_Task statement_
Your answer must be the lines of the entries below, exactly as written, from the first line through the line containing "bare ack before".

Collected data entries

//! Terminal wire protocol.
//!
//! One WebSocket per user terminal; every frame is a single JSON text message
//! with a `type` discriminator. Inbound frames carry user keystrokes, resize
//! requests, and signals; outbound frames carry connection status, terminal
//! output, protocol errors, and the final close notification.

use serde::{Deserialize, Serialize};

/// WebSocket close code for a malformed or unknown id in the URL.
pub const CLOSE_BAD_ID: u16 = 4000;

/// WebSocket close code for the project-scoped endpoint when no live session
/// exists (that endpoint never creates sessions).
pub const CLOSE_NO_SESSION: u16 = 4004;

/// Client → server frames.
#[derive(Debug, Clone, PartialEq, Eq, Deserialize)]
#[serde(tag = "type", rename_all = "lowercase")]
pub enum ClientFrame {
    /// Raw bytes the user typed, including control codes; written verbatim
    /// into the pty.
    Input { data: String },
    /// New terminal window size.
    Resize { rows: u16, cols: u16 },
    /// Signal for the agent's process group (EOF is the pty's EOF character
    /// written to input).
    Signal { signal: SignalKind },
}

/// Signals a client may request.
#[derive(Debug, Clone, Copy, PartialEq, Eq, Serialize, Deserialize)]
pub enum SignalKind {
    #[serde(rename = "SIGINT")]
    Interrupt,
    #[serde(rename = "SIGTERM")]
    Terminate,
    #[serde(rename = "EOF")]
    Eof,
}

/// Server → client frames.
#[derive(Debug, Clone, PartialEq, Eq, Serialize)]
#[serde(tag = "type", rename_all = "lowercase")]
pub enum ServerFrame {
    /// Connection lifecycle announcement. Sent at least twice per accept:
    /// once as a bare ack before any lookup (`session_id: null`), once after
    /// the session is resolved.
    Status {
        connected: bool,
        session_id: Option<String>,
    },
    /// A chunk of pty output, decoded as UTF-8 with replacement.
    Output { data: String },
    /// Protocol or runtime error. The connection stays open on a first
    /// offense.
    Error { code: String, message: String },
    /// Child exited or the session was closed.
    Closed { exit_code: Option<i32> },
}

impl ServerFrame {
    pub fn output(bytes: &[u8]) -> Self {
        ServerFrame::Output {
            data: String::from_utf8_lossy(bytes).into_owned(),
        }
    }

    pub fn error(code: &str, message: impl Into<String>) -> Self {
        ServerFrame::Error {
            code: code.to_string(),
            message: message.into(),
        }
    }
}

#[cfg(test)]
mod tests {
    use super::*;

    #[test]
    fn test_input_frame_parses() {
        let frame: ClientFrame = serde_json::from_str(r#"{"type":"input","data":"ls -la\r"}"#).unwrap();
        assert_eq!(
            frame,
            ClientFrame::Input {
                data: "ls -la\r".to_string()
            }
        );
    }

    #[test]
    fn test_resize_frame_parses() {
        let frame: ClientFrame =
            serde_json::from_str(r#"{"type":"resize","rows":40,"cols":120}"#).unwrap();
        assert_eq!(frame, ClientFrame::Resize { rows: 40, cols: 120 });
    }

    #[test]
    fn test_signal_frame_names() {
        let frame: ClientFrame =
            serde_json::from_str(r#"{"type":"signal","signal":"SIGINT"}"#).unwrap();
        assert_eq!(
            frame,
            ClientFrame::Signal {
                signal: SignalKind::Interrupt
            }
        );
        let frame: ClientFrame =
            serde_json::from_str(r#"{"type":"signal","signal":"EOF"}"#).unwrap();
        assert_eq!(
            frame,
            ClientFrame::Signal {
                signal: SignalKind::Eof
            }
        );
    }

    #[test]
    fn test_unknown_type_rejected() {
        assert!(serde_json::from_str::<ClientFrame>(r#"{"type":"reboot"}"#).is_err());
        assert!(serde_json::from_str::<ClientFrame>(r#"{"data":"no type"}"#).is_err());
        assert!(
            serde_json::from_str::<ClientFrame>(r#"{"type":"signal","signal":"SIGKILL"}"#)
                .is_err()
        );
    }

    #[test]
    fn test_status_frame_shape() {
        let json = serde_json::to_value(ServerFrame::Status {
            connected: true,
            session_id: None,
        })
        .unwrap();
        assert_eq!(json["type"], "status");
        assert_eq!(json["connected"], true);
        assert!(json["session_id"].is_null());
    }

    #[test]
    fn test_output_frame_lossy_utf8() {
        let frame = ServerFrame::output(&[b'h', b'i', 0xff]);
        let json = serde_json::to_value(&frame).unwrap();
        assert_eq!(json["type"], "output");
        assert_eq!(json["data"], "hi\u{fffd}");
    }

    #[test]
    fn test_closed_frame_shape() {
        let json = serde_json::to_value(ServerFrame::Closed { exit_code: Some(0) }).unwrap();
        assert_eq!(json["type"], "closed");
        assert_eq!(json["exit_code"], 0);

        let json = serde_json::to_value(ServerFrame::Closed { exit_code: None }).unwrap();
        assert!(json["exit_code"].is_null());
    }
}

_Result of the exercise_
//! Terminal wire protocol.
//!
//! One WebSocket per user terminal; every frame is a single JSON text message
//! with a `type` discriminator. Inbound frames carry user keystrokes, resize
//! requests, and signals; outbound frames carry connection status, terminal
//! output, protocol errors, and the final close notification.

use serde::{Deserialize, Serialize};

/// WebSocket close code for a malformed or unknown id in the URL.
pub const CLOSE_BAD_ID: u16 = 4000;

/// WebSocket close code for the project-scoped endpoint when no live session
/// exists (that endpoint never creates sessions).
pub const CLOSE_NO_SESSION: u16 = 4004;

/// Client → server frames.
#[derive(Debug, Clone, PartialEq, Eq, Deserialize)]
#[serde(tag = "type", rename_all = "lowercase")]
pub enum ClientFrame {
    /// Raw bytes the user typed, including control codes; written verbatim
    /// into the pty.
    Input { data: String },
    /// New terminal window size.
    Resize { rows: u16, cols: u16 },
    /// Signal for the agent's process group (EOF is the pty's EOF character
    /// written to input).
    Signal { signal: SignalKind },
}

/// Signals a client may request.
#[derive(Debug, Clone, Copy, PartialEq, Eq, Serialize, Deserialize)]
pub enum SignalKind {
    #[serde(rename = "SIGINT")]
    Interrupt,
    #[serde(rename = "SIGTERM")]
    Terminate,
    #[serde(rename = "EOF")]
    Eof,
}

/// Server → client frames.
#[derive(Debug, Clone, PartialEq, Eq, Serialize)]
#[serde(tag = "type", rename_all = "lowercase")]
pub enum ServerFrame {
    /// Connection lifecycle announcement. Sent at least twice per accept:
    /// once as a bare ack before any lookup (`session_id: null`), once after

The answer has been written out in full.